“¡Tierra!”, ¡Tierra! se gritó en la madrugada del 12 de octubre de 1492. “¡Hemos pisado la luna!”, exclamó Armstrong al llegar a ese vigilante satélite, el 19 de julio de 1969. Justificadas esas exclamaciones por los avances para la humanidad. Sin embargo, qué pequeños esos hechos ante dos anuncios sobre hechos más grandes de todos los siglos: la Encarnación del Hijo de Dios, inicio de la redención de la humanidad, y el hecho de la Resurrección del mártir del Calvario, al tercer día, como lo había anunciado.
“¡Gloria a Dios en las alturas, y en la tierra paz a los hombres en quienes Él se complace!” Pregonaron los ángeles ante el nacimiento del Niño Dios, “acostado en un pesebre, acompañado solo por esas almas preciosas de María y José” (Lc. 2,13-16) “¡Por que buscan entre los muertos al que está vivo?, ¡no está aquí, ha resucitado!” (Lc. 24, 5-6). Esos dos gritos, siguen resonando para alegría de los seres humanos, que enloquecidos de júbilo deberíamos gritar a todos los vientos “¡Resucitó”! “¡Resucitó”!

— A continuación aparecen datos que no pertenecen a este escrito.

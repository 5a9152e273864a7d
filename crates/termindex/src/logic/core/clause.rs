//! Clauses

use super::literal::Literal;
use super::term::{TermBank, TermId};
use serde::{Deserialize, Serialize};
use std::fmt;

/// Stable identity of a clause, assigned by the caller
#[derive(Debug, Clone, Copy, PartialEq, Eq, Hash, PartialOrd, Ord, Serialize, Deserialize)]
pub struct ClauseId(pub u32);

/// A clause (disjunction of literals) with its cached standard weight.
///
/// The cache is computed by `Clause::new`. Code that mutates literals through
/// `literals_mut` must call `refresh_weight` afterwards; the aggregate index
/// refuses clauses whose cache is stale.
#[derive(Debug, Clone, PartialEq, Eq)]
pub struct Clause {
    pub id: ClauseId,
    literals: Vec<Literal>,
    weight: u64,
}

impl Clause {
    pub fn new(id: ClauseId, literals: Vec<Literal>, bank: &TermBank) -> Self {
        let weight = Self::weight_of(&literals, bank);
        Clause {
            id,
            literals,
            weight,
        }
    }

    fn weight_of(literals: &[Literal], bank: &TermBank) -> u64 {
        literals.iter().map(|l| l.standard_weight(bank)).sum()
    }

    pub fn literals(&self) -> &[Literal] {
        &self.literals
    }

    pub fn literals_mut(&mut self) -> &mut [Literal] {
        &mut self.literals
    }

    pub fn literal(&self, i: usize) -> Option<&Literal> {
        self.literals.get(i)
    }

    pub fn len(&self) -> usize {
        self.literals.len()
    }

    /// Check if this clause is empty (contradiction)
    pub fn is_empty(&self) -> bool {
        self.literals.is_empty()
    }

    pub fn is_unit(&self) -> bool {
        self.literals.len() == 1
    }

    /// Cached standard weight
    pub fn weight(&self) -> u64 {
        self.weight
    }

    /// Recompute the standard weight from the literals
    pub fn compute_weight(&self, bank: &TermBank) -> u64 {
        Self::weight_of(&self.literals, bank)
    }

    pub fn refresh_weight(&mut self, bank: &TermBank) {
        self.weight = self.compute_weight(bank);
    }

    /// Both sides of every literal
    pub fn term_roots(&self) -> impl Iterator<Item = TermId> + '_ {
        self.literals.iter().flat_map(|l| [l.lterm, l.rterm])
    }

    pub fn display<'a>(&'a self, bank: &'a TermBank) -> ClauseDisplay<'a> {
        ClauseDisplay { clause: self, bank }
    }
}

/// Display wrapper for Clause that resolves symbol names
pub struct ClauseDisplay<'a> {
    clause: &'a Clause,
    bank: &'a TermBank,
}

impl<'a> fmt::Display for ClauseDisplay<'a> {
    fn fmt(&self, f: &mut fmt::Formatter<'_>) -> fmt::Result {
        if self.clause.is_empty() {
            return write!(f, "⊥");
        }
        for (i, lit) in self.clause.literals.iter().enumerate() {
            if i > 0 {
                write!(f, " | ")?;
            }
            write!(f, "{}", lit.display(self.bank))?;
        }
        Ok(())
    }
}

impl fmt::Display for ClauseId {
    fn fmt(&self, f: &mut fmt::Formatter<'_>) -> fmt::Result {
        write!(f, "c{}", self.0)
    }
}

La venida del Espíritu Santo transformó a los humildes pescadores del mar de Galilea en valientes difusores del Mensaje de Jesús, cuyo máximo estímulo fue el haber palpado el hecho de su Resurrección, que los llevaría a dar su vida por su verdad. Saulo, el gran perseguidor, de su fobia y se convierte en su eximio predicador cuando se le aparece vivo en el camino de Damasco manifestándole: “Yo soy Jesús, a quien tu persigues” (Hechos. 9,1-5). Se entrega Saulo, convertido en Pablo, en el gran predicador y defensor de la Iglesia de Cristo, no propia sino de Él, y resucitado, como lo expresó en su Primera Carta a los Corintios, Cap. 15, en donde cimienta su predicación en el hecho de la muerte y resurrección de Jesús al tercer día. Dice allí: “Quien se apareció a Cefas y luego a los Doce, y a más de quinientos hermanos, y, en último término, se me apareció, también a mí”.

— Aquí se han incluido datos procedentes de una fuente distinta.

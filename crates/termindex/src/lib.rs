//! termindex: term ordering and clause indexing for saturation provers
//!
//! This library provides the pieces of a superposition prover's core that
//! sit between clause storage and inference:
//!
//! - a hash-consed term bank with equational literals and clauses
//! - a Knuth-Bendix ordering with a one-pass comparator
//! - compact single-integer positions of subterms in clauses
//! - subsumption and demodulation candidate indices

pub mod config;
pub mod error;
pub mod index;
pub mod logic;

pub use config::{
    CoreConfig, IndexConfig, OrderingConfig, PrecedenceScheme, StandardWeights, WeightScheme,
};
pub use error::{Result, TermIndexError};

pub use logic::{
    decode, decode_expect, encode, positions, Bindings, Clause, ClauseId, ClausePos, CompactPos,
    CompareResult, DerefMode, Head, Kbo, Literal, Ocb, Side, Signature, SymbolId, TermBank,
    TermId, VariableId,
};

pub use index::{
    Candidates, DemodEntry, Direction, EsIndex, FeatureSpec, FingerprintSpec, FpMode, FvIndex,
    IndexStats, Membership, PdTree, Placement, UnitClauseIndex,
};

De esa manera pregona S. Pablo la gran verdad de la Resurrección de Jesús, y sustenta la de resurrección final. Concluye: “Si no resucitó Cristo, vacía es nuestra fe, vacía, también la fe” (Cor. 15,14). Por esa fe, S. Pablo se desgasta en la predicación, y muere por predicar esa verdad.

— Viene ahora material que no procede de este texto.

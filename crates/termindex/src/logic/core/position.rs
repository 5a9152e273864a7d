//! Subterm positions inside clauses and their compact integer encoding.
//!
//! A `ClausePos` names a subterm structurally: literal index, equation side
//! and a path of argument indices. A `CompactPos` folds the same address into
//! one integer, the standard weight of everything that precedes the subterm in
//! a left-to-right preorder walk of the clause:
//!
//! - every literal before the target contributes its standard weight
//! - on the right side, the left term contributes its weight
//! - each step into argument `i` contributes one function unit for the
//!   enclosing head plus the weights of arguments `0..i`
//!
//! Subterm ranges nest and never overlap, so the encoding is injective for a
//! fixed clause. It is only meaningful against the exact clause it was
//! computed from; any mutation of the clause invalidates it.

use super::clause::{Clause, ClauseId};
use super::literal::Side;
use super::term::{TermBank, TermId};
use crate::error::{Result, TermIndexError};
use serde::{Deserialize, Serialize};
use std::fmt;
use tracing::error;

/// Structural address of a subterm in a clause
#[derive(Debug, Clone, PartialEq, Eq, Hash, Serialize, Deserialize)]
pub struct ClausePos {
    pub clause: ClauseId,
    pub literal: usize,
    pub side: Side,
    /// Argument indices from the side's root
    #[serde(default, skip_serializing_if = "Vec::is_empty")]
    pub path: Vec<usize>,
}

/// Single-integer address of a subterm in a clause
#[derive(Debug, Clone, Copy, PartialEq, Eq, Hash, PartialOrd, Ord, Serialize, Deserialize)]
pub struct CompactPos(pub u64);

impl ClausePos {
    /// Position of the root of one side of a literal
    pub fn side_root(clause: ClauseId, literal: usize, side: Side) -> Self {
        ClausePos {
            clause,
            literal,
            side,
            path: Vec::new(),
        }
    }

    /// Resolve this position to the subterm it names
    pub fn subterm(&self, bank: &TermBank, clause: &Clause) -> Result<TermId> {
        let lit = clause
            .literal(self.literal)
            .ok_or_else(|| self.invalid("literal index out of range"))?;
        bank.subterm(lit.side(self.side), &self.path)
            .ok_or_else(|| self.invalid("argument index out of range"))
    }

    fn invalid(&self, why: &str) -> TermIndexError {
        TermIndexError::InvalidPosition(format!("{}: {}", self, why))
    }
}

impl fmt::Display for ClausePos {
    fn fmt(&self, f: &mut fmt::Formatter<'_>) -> fmt::Result {
        let side = match self.side {
            Side::Left => "L",
            Side::Right => "R",
        };
        write!(f, "{}.{}.{}", self.clause, self.literal, side)?;
        for i in &self.path {
            write!(f, ".{}", i)?;
        }
        Ok(())
    }
}

/// Encode a structural position as a single integer
pub fn encode(bank: &TermBank, clause: &Clause, pos: &ClausePos) -> Result<CompactPos> {
    if pos.clause != clause.id {
        return Err(pos.invalid("position belongs to another clause"));
    }
    let lit = clause
        .literal(pos.literal)
        .ok_or_else(|| pos.invalid("literal index out of range"))?;

    let mut acc: u64 = clause.literals()[..pos.literal]
        .iter()
        .map(|l| l.standard_weight(bank))
        .sum();
    if pos.side == Side::Right {
        acc += bank.standard_weight(lit.lterm);
    }

    let unit = bank.standard_weights().function;
    let mut t = lit.side(pos.side);
    for &i in &pos.path {
        let args = bank.args(t);
        if i >= args.len() {
            return Err(pos.invalid("argument index out of range"));
        }
        acc += unit;
        acc += args[..i].iter().map(|&a| bank.standard_weight(a)).sum::<u64>();
        t = args[i];
    }
    Ok(CompactPos(acc))
}

/// Decode a compact position against the clause it was computed from
pub fn decode(bank: &TermBank, clause: &Clause, cpos: CompactPos) -> Result<ClausePos> {
    let invalid = |why: &str| {
        TermIndexError::InvalidPosition(format!("{} in {}: {}", cpos.0, clause.id, why))
    };

    let mut budget = cpos.0;
    let mut found = None;
    for (i, lit) in clause.literals().iter().enumerate() {
        let w = lit.standard_weight(bank);
        if budget < w {
            found = Some((i, lit));
            break;
        }
        budget -= w;
    }
    let (literal, lit) = found.ok_or_else(|| invalid("past the last literal"))?;

    let lw = bank.standard_weight(lit.lterm);
    let side = if budget < lw {
        Side::Left
    } else {
        budget -= lw;
        Side::Right
    };

    let unit = bank.standard_weights().function;
    let mut t = lit.side(side);
    let mut path = Vec::new();
    while budget > 0 {
        if bank.is_var(t) || budget < unit {
            return Err(invalid("inside a symbol"));
        }
        budget -= unit;
        let mut next = None;
        for (i, &arg) in bank.args(t).iter().enumerate() {
            let w = bank.standard_weight(arg);
            if budget < w {
                next = Some((i, arg));
                break;
            }
            budget -= w;
        }
        let (i, arg) = next.ok_or_else(|| invalid("past the last argument"))?;
        path.push(i);
        t = arg;
    }

    Ok(ClausePos {
        clause: clause.id,
        literal,
        side,
        path,
    })
}

/// Decode a compact position this caller issued itself.
///
/// # Panics
///
/// Panics if the value does not decode, which means the clause was mutated
/// after the position was encoded.
pub fn decode_expect(bank: &TermBank, clause: &Clause, cpos: CompactPos) -> ClausePos {
    match decode(bank, clause, cpos) {
        Ok(pos) => pos,
        Err(e) => {
            error!(clause = %clause.id, cpos = cpos.0, error = %e, "stale compact position");
            panic!("stale compact position {} for clause {}: {}", cpos.0, clause.id, e);
        }
    }
}

/// Enumerate every position of a clause in increasing compact order
pub fn positions<'a>(bank: &'a TermBank, clause: &'a Clause) -> Positions<'a> {
    Positions {
        bank,
        clause,
        next_side: 0,
        base: 0,
        stack: Vec::new(),
    }
}

/// Lazy preorder walk over all subterm positions of a clause
pub struct Positions<'a> {
    bank: &'a TermBank,
    clause: &'a Clause,
    /// Index of the next literal side to open, two per literal
    next_side: usize,
    /// Compact offset of the next side root
    base: u64,
    /// Pending subterms: (term, literal, side, path, offset)
    stack: Vec<(TermId, usize, Side, Vec<usize>, u64)>,
}

impl<'a> Iterator for Positions<'a> {
    type Item = (ClausePos, CompactPos);

    fn next(&mut self) -> Option<Self::Item> {
        let bank = self.bank;
        if self.stack.is_empty() {
            let literal = self.next_side / 2;
            let lit = self.clause.literal(literal)?;
            let side = if self.next_side % 2 == 0 {
                Side::Left
            } else {
                Side::Right
            };
            let root = lit.side(side);
            self.stack.push((root, literal, side, Vec::new(), self.base));
            self.base += bank.standard_weight(root);
            self.next_side += 1;
        }

        let (t, literal, side, path, offset) = self.stack.pop()?;
        let unit = bank.standard_weights().function;
        let args = bank.args(t);
        let mut child_offsets = Vec::with_capacity(args.len());
        let mut off = offset + unit;
        for &arg in args {
            child_offsets.push(off);
            off += bank.standard_weight(arg);
        }
        for (i, (&arg, &off)) in args.iter().zip(&child_offsets).enumerate().rev() {
            let mut child_path = path.clone();
            child_path.push(i);
            self.stack.push((arg, literal, side, child_path, off));
        }

        let pos = ClausePos {
            clause: self.clause.id,
            literal,
            side,
            path,
        };
        Some((pos, CompactPos(offset)))
    }
}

Me agradó, en la película de Cantinflas “El Padrecito”, algo muy serio, pero muy sano y simpático, como es el contenido de todas sus películas. Jugando cartas en un bar, y, al verlo tan alegre los contertulios, le preguntan: “¡porqué tanta alegría, siendo seguidor de un Crucificado” a lo cual responde: “¡es que resucitó, y, por eso estamos alegres!”
“¡Resucitó! “¡Resucitó!”, que se siga pregonando una y mil veces en todos los tonos. En medio de tantas tristes noticias causadas por las caprichosas maldades a que lleva la lejanía de Dios, calma nuestro corazón esa segura esperanza de nuestra continuidad en la alegría eterna de la Resurrección. Nos realienta, de verdad, y, así, “nada turbará nuestros corazones, como ofreció Cristo resucitado” (Jn. 14,27). ¡Qué dulce vivir así: en alegría y esperanza!